The Greek gamble may not pay off for UK travellers

Globaldata Travel and Tourism 12 August 2020 (Last Updated August 12th, 2020 09:26)
The Greek gamble may not pay off for UK travellers

After the UK’s travel corridor with Spain was abruptly abandoned on 27 July, UK travellers quickly turned their attention to Greece in order to avoid the 14-day quarantine when returning home.

Straight off the back of this announcement, operators such as Jet 2 and TUI added extra services to Greece in order to meet and stimulate further demand. Bookings surged as Greece has typically been perceived as a ‘safe’ option over the likes of France and Italy, which have experienced significantly higher mortality rates. However, the country recorded 203 new infections in the 24 hours to Sunday (9 August), the highest daily rise since the start of the outbreak in Greece. The UK Government has already demonstrated how quickly a country can be taken off its quarantine exemption list if its infection rate shows no sign of slowing.
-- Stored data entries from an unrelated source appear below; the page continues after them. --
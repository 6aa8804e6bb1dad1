use serde::Deserialize;

#[derive(Debug, Clone, Deserialize)]
pub struct JwtConfig {
    pub secret: String,
    pub ttl_minutes: i64,
}

#[derive(Debug, Clone, Deserialize)]
pub struct AppConfig {
    pub database_url: String,
    pub jwt: JwtConfig,
}

impl AppConfig {
    pub fn from_env() -> anyhow::Result<Self> {
        let database_url = std::env::var("DATABASE_URL")?;
        let jwt = JwtConfig {
            secret: std::env::var("JWT_SECRET")?,
            ttl_minutes: std::env::var("JWT_TTL_MINUTES")
                .ok()
                .and_then(|v| v.parse::<i64>().ok())
                .unwrap_or(60 * 24),
        };
        Ok(Self { database_url, jwt })
    }
}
If Greece was to be taken off this list, UK traveller confidence may be affected beyond the short-term and operators involved in the supply of travel between the two nations will undoubtedly suffer further losses.

A second wave of cancellations could be detrimental for UK traveller confidence

If Greece is swiftly taken off the exemption list, many UK travellers could be having trips cancelled for a second time which may deplete any remaining motivation to travel internationally for the remainder of the year, and potentially in to the coming years if no vaccine is found to curb the spread of Covid-19. According to GlobalData’s most recent Covid-19 recovery survey, 37% of UK travellers stated they will reduce their frequency of international travel in the ‘new normal’, which potentially shows the impact that mass cancellations have had on traveller confidence.
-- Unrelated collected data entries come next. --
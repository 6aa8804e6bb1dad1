use sqlx::{FromRow, PgPool};
use time::OffsetDateTime;

#[derive(Debug, Clone, FromRow)]
pub struct Teacher {
    pub id: i64,
    pub first_name: String,
    pub last_name: String,
    pub created_at: OffsetDateTime,
    pub updated_at: OffsetDateTime,
}

impl Teacher {
    pub async fn find_all(db: &PgPool) -> anyhow::Result<Vec<Teacher>> {
        let rows = sqlx::query_as::<_, Teacher>(
            r#"
            SELECT id, first_name, last_name, created_at, updated_at
            FROM teachers
            ORDER BY id
            "#,
        )
        .fetch_all(db)
        .await?;
        Ok(rows)
    }

    pub async fn find_by_id(db: &PgPool, id: i64) -> anyhow::Result<Option<Teacher>> {
        let row = sqlx::query_as::<_, Teacher>(
            r#"
            SELECT id, first_name, last_name, created_at, updated_at
            FROM teachers
            WHERE id = $1
            "#,
        )
        .bind(id)
        .fetch_optional(db)
        .await?;
        Ok(row)
    }
}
The UK source market is vital for Greece

According to GlobalData, the UK is Greece’s second most valuable source market in terms of visitation, with 3.6 million trips taken in 2019. Tourism generates over a quarter of Greece’s gross domestic product, according to data presented by the Institute of the Greek Tourism Confederation (INSETE) in 2019.
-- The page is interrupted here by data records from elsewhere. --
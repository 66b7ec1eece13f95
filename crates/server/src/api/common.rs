//! Shared helpers and type aliases for API handlers.

use axum::http::StatusCode;
use axum::Json;
use serde::Serialize;

use foerderband_core::PipelineError;

#[derive(Debug, Serialize)]
pub struct ErrorResponse {
    pub error: String,
}

pub type ApiResult<T> = Result<T, (StatusCode, Json<ErrorResponse>)>;

/// Map a control-plane error to its HTTP response.
pub fn pipeline_err(e: PipelineError) -> (StatusCode, Json<ErrorResponse>) {
    let status =
        StatusCode::from_u16(e.status_code()).unwrap_or(StatusCode::INTERNAL_SERVER_ERROR);
    (
        status,
        Json(ErrorResponse {
            error: e.to_string(),
        }),
    )
}
use thiserror::Error;

/// Error taxonomy shared across the control plane.
///
/// Every variant maps to an HTTP status via [`PipelineError::status_code`];
/// the server layer relies on that mapping so handlers never invent codes.
#[derive(Error, Debug)]
pub enum PipelineError {
    #[error("missing config key '{0}'")]
    MissingConfig(String),

    #[error("unauthorized: {0}")]
    Unauthorized(String),

    #[error("forbidden: {0}")]
    Forbidden(String),

    #[error("not found: {0}")]
    NotFound(String),

    #[error("conflict: {0}")]
    Conflict(String),

    #[error("unsupported source: {0}")]
    UnsupportedSource(String),

    #[error("invalid payload: {0}")]
    InvalidPayload(String),

    #[error("upstream error: {0}")]
    Upstream(String),

    #[error("internal error: {0}")]
    Internal(String),
}

impl PipelineError {
    /// Map to an HTTP status code for API responses.
    pub fn status_code(&self) -> u16 {
        match self {
            Self::MissingConfig(_) | Self::UnsupportedSource(_) | Self::InvalidPayload(_) => 400,
            Self::Unauthorized(_) => 401,
            Self::Forbidden(_) => 403,
            Self::NotFound(_) => 404,
            Self::Conflict(_) => 409,
            Self::Upstream(_) => 502,
            Self::Internal(_) => 500,
        }
    }
}

impl From<serde_json::Error> for PipelineError {
    fn from(e: serde_json::Error) -> Self {
        Self::InvalidPayload(e.to_string())
    }
}

#[cfg(test)]
mod tests {
    use super::*;

    #[test]
    fn test_status_code_mapping() {
        assert_eq!(PipelineError::MissingConfig("url".into()).status_code(), 400);
        assert_eq!(PipelineError::InvalidPayload("bad json".into()).status_code(), 400);
        assert_eq!(PipelineError::UnsupportedSource("ftp".into()).status_code(), 400);
        assert_eq!(PipelineError::Unauthorized("signature".into()).status_code(), 401);
        assert_eq!(PipelineError::Forbidden("disabled".into()).status_code(), 403);
        assert_eq!(PipelineError::NotFound("task".into()).status_code(), 404);
        assert_eq!(PipelineError::Conflict("duplicate".into()).status_code(), 409);
        assert_eq!(PipelineError::Upstream("register".into()).status_code(), 502);
        assert_eq!(PipelineError::Internal("bug".into()).status_code(), 500);
    }

    #[test]
    fn test_display_includes_detail() {
        let err = PipelineError::MissingConfig("repo_url".into());
        assert!(err.to_string().contains("repo_url"));
    }

    #[test]
    fn test_from_serde_json() {
        let parse_err = serde_json::from_str::<serde_json::Value>("{not json").unwrap_err();
        let err: PipelineError = parse_err.into();
        assert_eq!(err.status_code(), 400);
    }
}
As well as being a top source market for visitation, the UK is a relatively high spending one for Greece. According to GlobalData, the UK was in the top 30 nations globally for average overseas tourism expenditure per resident, spending an average of US$1,476 per international trip. This point illustrates that UK tourism acts as a key economic contributor for Greece and even more so for tourism dependent islands such as Crete or Santorini, which places a greater reliance on high value visitors. A second wave of cancellations due to the FCO advising against all but essential travel will be detrimental for small businesses on these islands as international visitation should now be entering its peak.